* [Brief]:
Up to and including the line containing "let lat_b = b.latitude.to_radians();", set down each line of the entries below exactly, starting from the first, and leave out the rest.

* [Task data]:
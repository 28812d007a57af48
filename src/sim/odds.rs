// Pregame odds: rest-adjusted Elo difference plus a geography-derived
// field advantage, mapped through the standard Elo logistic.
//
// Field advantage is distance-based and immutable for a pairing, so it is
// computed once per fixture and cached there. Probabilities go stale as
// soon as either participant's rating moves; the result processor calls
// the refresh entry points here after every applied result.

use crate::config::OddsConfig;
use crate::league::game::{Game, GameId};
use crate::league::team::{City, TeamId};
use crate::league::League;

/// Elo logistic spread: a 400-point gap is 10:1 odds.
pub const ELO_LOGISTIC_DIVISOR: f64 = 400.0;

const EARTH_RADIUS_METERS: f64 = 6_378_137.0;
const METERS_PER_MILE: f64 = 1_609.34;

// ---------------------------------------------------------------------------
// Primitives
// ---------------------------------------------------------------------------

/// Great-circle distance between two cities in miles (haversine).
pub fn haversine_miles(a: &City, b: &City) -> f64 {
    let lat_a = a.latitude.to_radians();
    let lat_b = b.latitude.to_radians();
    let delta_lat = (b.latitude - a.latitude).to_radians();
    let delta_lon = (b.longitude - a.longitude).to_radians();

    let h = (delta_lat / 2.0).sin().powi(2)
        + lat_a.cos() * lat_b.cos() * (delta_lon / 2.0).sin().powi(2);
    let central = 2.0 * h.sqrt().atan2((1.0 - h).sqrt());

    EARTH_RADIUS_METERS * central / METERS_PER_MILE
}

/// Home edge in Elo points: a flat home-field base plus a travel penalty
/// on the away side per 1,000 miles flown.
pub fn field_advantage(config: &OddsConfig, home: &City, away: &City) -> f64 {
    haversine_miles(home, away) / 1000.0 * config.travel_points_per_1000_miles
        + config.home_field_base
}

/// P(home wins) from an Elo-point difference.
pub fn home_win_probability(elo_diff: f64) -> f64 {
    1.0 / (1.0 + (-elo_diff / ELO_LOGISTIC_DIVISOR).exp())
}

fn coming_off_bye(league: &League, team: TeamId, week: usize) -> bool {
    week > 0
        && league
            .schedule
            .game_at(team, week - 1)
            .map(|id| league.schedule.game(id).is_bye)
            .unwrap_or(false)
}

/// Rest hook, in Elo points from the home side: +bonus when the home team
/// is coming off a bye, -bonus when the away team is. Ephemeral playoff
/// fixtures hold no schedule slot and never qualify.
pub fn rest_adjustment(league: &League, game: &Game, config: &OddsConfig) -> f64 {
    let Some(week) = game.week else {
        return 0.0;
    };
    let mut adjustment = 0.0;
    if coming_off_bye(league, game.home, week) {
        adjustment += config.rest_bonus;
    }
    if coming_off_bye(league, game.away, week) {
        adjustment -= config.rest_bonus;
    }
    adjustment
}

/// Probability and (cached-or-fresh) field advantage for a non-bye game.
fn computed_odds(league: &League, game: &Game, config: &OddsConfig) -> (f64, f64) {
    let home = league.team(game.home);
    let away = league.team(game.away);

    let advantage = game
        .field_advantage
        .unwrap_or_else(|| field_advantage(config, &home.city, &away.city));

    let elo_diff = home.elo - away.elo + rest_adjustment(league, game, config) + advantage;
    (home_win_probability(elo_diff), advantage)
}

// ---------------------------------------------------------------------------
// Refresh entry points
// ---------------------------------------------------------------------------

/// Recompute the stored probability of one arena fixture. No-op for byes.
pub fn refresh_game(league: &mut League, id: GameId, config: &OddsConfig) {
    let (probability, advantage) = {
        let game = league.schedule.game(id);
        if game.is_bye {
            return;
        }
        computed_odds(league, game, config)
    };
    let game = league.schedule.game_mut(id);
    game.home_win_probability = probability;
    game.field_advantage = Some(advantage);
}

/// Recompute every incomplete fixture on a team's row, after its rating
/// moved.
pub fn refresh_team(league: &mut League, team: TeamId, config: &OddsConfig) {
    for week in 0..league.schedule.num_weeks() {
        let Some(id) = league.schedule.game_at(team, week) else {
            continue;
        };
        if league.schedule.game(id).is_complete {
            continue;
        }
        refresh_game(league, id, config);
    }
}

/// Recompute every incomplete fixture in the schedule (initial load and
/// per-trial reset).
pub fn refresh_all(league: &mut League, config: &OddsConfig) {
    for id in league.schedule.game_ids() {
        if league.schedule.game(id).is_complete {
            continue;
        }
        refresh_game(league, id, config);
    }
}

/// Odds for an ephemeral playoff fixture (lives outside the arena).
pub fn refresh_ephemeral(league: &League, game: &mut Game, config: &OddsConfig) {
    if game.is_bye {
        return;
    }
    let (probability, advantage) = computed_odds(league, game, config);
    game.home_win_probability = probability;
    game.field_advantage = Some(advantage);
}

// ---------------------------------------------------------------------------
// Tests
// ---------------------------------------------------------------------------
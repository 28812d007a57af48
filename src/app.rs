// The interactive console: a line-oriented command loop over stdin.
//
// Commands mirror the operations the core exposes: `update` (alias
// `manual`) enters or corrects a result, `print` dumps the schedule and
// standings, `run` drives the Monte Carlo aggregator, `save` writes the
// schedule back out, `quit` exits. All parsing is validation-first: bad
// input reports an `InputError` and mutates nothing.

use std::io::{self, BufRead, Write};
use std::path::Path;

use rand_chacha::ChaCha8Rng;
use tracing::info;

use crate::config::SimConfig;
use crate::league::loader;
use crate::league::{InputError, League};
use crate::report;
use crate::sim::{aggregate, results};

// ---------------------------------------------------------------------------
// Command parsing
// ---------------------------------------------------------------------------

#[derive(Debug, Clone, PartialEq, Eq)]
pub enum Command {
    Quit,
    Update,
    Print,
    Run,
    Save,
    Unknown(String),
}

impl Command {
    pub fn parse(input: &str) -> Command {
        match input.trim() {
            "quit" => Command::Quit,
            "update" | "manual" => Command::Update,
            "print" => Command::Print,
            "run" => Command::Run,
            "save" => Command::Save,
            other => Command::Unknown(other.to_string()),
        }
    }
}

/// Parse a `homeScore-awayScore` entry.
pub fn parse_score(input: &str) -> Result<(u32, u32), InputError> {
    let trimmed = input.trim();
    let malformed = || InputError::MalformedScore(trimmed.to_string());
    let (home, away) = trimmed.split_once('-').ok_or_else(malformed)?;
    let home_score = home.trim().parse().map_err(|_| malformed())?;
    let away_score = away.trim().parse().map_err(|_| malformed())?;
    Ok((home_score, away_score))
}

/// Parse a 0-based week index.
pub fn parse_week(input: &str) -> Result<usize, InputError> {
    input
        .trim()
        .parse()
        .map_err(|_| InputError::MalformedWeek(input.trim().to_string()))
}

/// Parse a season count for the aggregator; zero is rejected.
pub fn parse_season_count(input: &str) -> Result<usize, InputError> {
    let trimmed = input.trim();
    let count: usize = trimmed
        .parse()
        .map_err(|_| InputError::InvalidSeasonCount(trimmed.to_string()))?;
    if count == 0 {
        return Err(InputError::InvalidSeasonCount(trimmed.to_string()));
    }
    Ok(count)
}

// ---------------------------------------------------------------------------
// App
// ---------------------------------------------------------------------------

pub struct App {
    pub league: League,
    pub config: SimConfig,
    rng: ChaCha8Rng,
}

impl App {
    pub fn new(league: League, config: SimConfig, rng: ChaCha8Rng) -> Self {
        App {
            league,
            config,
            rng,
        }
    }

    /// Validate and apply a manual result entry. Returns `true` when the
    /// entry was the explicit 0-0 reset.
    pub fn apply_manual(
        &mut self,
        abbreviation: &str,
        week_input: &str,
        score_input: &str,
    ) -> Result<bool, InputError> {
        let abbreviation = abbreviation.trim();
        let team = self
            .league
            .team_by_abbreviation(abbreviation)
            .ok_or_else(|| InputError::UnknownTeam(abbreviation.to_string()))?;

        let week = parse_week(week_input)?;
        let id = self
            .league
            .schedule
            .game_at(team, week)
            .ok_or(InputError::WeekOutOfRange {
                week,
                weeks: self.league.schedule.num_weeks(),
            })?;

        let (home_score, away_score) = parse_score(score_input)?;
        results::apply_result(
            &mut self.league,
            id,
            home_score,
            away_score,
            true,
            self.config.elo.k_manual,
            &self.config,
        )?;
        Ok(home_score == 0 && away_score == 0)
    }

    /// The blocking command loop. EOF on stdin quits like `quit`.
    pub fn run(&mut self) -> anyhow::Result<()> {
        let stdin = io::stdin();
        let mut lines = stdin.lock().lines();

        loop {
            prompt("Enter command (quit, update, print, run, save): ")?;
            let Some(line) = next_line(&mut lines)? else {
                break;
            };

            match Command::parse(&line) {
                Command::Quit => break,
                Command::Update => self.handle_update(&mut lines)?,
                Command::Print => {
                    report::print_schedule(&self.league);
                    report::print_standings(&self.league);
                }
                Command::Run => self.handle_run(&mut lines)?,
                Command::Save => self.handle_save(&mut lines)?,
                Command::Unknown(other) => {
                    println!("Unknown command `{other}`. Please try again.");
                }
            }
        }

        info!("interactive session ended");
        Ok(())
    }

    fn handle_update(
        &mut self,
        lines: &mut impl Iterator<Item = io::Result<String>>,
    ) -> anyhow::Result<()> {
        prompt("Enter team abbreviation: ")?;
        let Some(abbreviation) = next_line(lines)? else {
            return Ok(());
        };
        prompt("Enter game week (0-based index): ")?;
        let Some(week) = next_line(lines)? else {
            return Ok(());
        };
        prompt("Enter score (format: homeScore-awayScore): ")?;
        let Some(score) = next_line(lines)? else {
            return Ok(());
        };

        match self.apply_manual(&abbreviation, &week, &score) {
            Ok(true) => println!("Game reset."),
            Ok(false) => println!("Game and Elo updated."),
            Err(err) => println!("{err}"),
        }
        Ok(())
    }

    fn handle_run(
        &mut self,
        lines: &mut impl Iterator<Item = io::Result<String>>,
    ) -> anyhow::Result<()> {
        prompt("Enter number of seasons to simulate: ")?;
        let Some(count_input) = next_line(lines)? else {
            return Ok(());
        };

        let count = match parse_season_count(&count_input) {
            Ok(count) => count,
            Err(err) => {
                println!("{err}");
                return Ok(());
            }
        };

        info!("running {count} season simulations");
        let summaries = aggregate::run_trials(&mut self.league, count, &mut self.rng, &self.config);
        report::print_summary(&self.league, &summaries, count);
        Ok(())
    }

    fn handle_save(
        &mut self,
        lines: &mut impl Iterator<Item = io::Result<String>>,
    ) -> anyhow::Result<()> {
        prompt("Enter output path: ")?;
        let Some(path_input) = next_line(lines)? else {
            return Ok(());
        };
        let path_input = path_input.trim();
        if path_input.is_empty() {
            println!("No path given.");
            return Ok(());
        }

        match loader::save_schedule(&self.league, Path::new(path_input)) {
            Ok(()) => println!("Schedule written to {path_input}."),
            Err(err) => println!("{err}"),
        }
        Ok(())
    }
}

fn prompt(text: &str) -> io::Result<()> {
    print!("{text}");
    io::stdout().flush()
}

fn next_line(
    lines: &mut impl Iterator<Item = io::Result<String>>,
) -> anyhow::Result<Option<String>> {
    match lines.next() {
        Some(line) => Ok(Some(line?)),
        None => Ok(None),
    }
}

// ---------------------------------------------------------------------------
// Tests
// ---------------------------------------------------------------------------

* [Task result]:
repository 28812d007a57af48
filename src/sim/odds.rs
// Pregame odds: rest-adjusted Elo difference plus a geography-derived
// field advantage, mapped through the standard Elo logistic.
//
// Field advantage is distance-based and immutable for a pairing, so it is
// computed once per fixture and cached there. Probabilities go stale as
// soon as either participant's rating moves; the result processor calls
// the refresh entry points here after every applied result.

use crate::config::OddsConfig;
use crate::league::game::{Game, GameId};
use crate::league::team::{City, TeamId};
use crate::league::League;

/// Elo logistic spread: a 400-point gap is 10:1 odds.
pub const ELO_LOGISTIC_DIVISOR: f64 = 400.0;

const EARTH_RADIUS_METERS: f64 = 6_378_137.0;
const METERS_PER_MILE: f64 = 1_609.34;

// ---------------------------------------------------------------------------
// Primitives
// ---------------------------------------------------------------------------

/// Great-circle distance between two cities in miles (haversine).
pub fn haversine_miles(a: &City, b: &City) -> f64 {
    let lat_a = a.latitude.to_radians();
    let lat_b = b.latitude.to_radians();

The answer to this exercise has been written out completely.